Left-End-with-Label-No-23-on-Out-1.jpg Right-End-1.jpg

 

... when the fretwork was cut by hand, before the design was simplified so that a spindle could be used ...

It sounds like your almost quoting my own article back at me, like it's something I wouldn't know. :huh:

 

The first time I listed it on Ebay ... I got into conversation about it with Neil Wayne, and he was in no doubt that it is a genuine early Wheatstone. (Though he did point out a few features, like the bellows papers, which I thought were original, but infact date from the RJ Ward restoration.

I'm afraid he's wrong :rolleyes: and, for that matter, I believe the instrument was most likely sold new by RJ Ward (probably as a result of Scates having been in Liverpool) not restored by them. If you're going to put a label into it, I'd suggest it ought to be an RJ Ward one - which makes it more interesting, not less...

 

This instrument has square ended reed frames and slots, which is a sure sign that it is early Wheatstone. Wheatstones had worked out how to machine round ended pan slots before anyone else started making concertinas ...

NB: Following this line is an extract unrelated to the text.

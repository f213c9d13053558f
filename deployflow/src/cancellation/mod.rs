//! Cooperative cancellation for pipeline runs.

mod token;

pub use token::{CancelCallback, CancellationToken};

It was Louis Lachenal who started machining the slots (when he started mass-producing instruments for Wheatstone's), and they're round-ended because that's what a router bit does (whilst a chisel makes square slots) - but that was 4 years after Scates left Wheatstone's (where he had been a reed maker) and started manufacturing under his own name.

 

... as far as I am aware no one else ever used the hand cut square ended slots and frames.

Everybody else (in the mid-19th century) used the hand cut square ended slots and frames.